■ EXERCISE DIRECTIONS ■
Starting at the line that contains "let mut text = err.to_string();" and ending at the line that contains "pub enum SolutionError", the lines below are to be given again exactly, with nothing added.

-- EXTRACTED MATERIAL follows --

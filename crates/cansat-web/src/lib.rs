//! CanSat Web - single-route web view of a CanSat flight.
//!
//! `GET /` flies the default CanSat from the configured site, launching at
//! request time, and answers with an HTML page holding the apogee and both
//! charts as inline base64 PNGs. Failures are rendered into the same page.

pub mod page;

use axum::{extract::State, response::Html, routing::get, Router};
use cansat_core::{run_simulation, FlightEngine, PipelineError, SimulationParameters, SiteConfig, SixDofEngine};
use cansat_plot::{render_inline, FigureRegistry, PlotError};
use std::error::Error as StdError;
use std::sync::Arc;
use thiserror::Error;
use tower_http::trace::TraceLayer;
use tracing::{error, info, warn};

/// Shared by every request. Each request still runs its own simulation.
#[derive(Clone)]
pub struct AppState {
    pub engine: Arc<dyn FlightEngine + Send + Sync>,
    pub params: SimulationParameters,
    pub site: SiteConfig,
    pub figures: FigureRegistry,
}

impl AppState {
    pub fn new(engine: Arc<dyn FlightEngine + Send + Sync>) -> Self {
        Self {
            engine,
            params: SimulationParameters::default(),
            site: SiteConfig::server(),
            figures: FigureRegistry::new(),
        }
    }
}

/// Creates the Axum router with the built-in engine
pub fn create_router() -> Router {
    router_with_state(AppState::new(Arc::new(SixDofEngine::new())))
}

pub fn router_with_state(state: AppState) -> Router {
    Router::new()
        .route("/", get(handle_index))
        .layer(TraceLayer::new_for_http())
        .with_state(state)
}

#[derive(Debug, Error)]
enum PageError {
    #[error("simulation failed")]
    Simulation(#[from] PipelineError),

    #[error("rendering failed")]
    Render(#[from] PlotError),

    #[error("simulation worker stopped unexpectedly")]
    Worker(#[from] tokio::task::JoinError),
}

/// Handle the results page
async fn handle_index(State(state): State<AppState>) -> Html<String> {
    let job = state.clone();
    let outcome = tokio::task::spawn_blocking(move || build_results(&job))
        .await
        .map_err(PageError::from)
        .and_then(|result| result);

    let body = match outcome {
        Ok(body) => body,
        Err(PageError::Simulation(PipelineError::Solution { apogee, source })) => {
            warn!(apogee, %source, "simulation produced no plottable results");
            page::no_results(apogee, &source.to_string())
        }
        Err(e) => {
            let chain = error_chain(&e);
            error!(error = %chain, "request failed");
            page::failure(&e.to_string(), &chain)
        }
    };

    info!(open_figures = state.figures.open_figures(), "page rendered");
    Html(page::document(&body))
}

// Runs on the blocking pool: integration and rasterising are CPU bound.
fn build_results(state: &AppState) -> Result<String, PageError> {
    let report = run_simulation(state.engine.as_ref(), &state.params, &state.site)?;
    let figures = render_inline(&state.figures, &report.solution)?;
    Ok(page::results(report.apogee, report.params.elevation, &figures))
}

/// `err` followed by each of its sources, one per line.
fn error_chain(err: &(dyn StdError + 'static)) -> String {
    let mut text = err.to_string();
    let mut source = err.source();
    while let Some(cause) = source {
        text.push_str("\ncaused by: ");
        text.push_str(&cause.to_string());
        source = cause.source();
    }
    text
}
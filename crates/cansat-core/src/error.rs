use cansat_sim::EngineError;
use thiserror::Error;

#[derive(Debug, Clone, PartialEq, Error)]
pub enum IntakeError {
    #[error("`{0}` is not a number")]
    InvalidNumber(String),
}

#[derive(Debug, Clone, PartialEq, Error)]
pub enum SolutionError {
    #[error("solution has {rows} row(s); at least 2 are needed to plot")]
    Degenerate { rows: usize },

    #[error("solution has {columns} column(s); at least {required} are required")]
    Layout { columns: usize, required: usize },
}

#[derive(Debug, Clone, PartialEq, Error)]
pub enum PipelineError {
    #[error("flight engine failed: {0}")]
    Engine(#[from] EngineError),

    #[error("simulation produced no plottable results (apogee {apogee:.2} m): {source}")]
    Solution {
        apogee: f64,
        #[source]
        source: SolutionError,
    },
}

impl PipelineError {
    /// True when the engine ran but its output cannot be plotted.
    pub fn is_degenerate(&self) -> bool {
        matches!(self, Self::Solution { .. })
    }
}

-- EXTRACTED MATERIAL concluded --

■ WRITTEN RESPONSE ■
    let mut text = err.to_string();
    let mut source = err.source();
    while let Some(cause) = source {
        text.push_str("\ncaused by: ");
        text.push_str(&cause.to_string());
        source = cause.source();
    }
    text
}
filename crates/cansat-core/src/error.rs
use cansat_sim::EngineError;
use thiserror::Error;

#[derive(Debug, Clone, PartialEq, Error)]
pub enum IntakeError {
    #[error("`{0}` is not a number")]
    InvalidNumber(String),
}

#[derive(Debug, Clone, PartialEq, Error)]
pub enum SolutionError {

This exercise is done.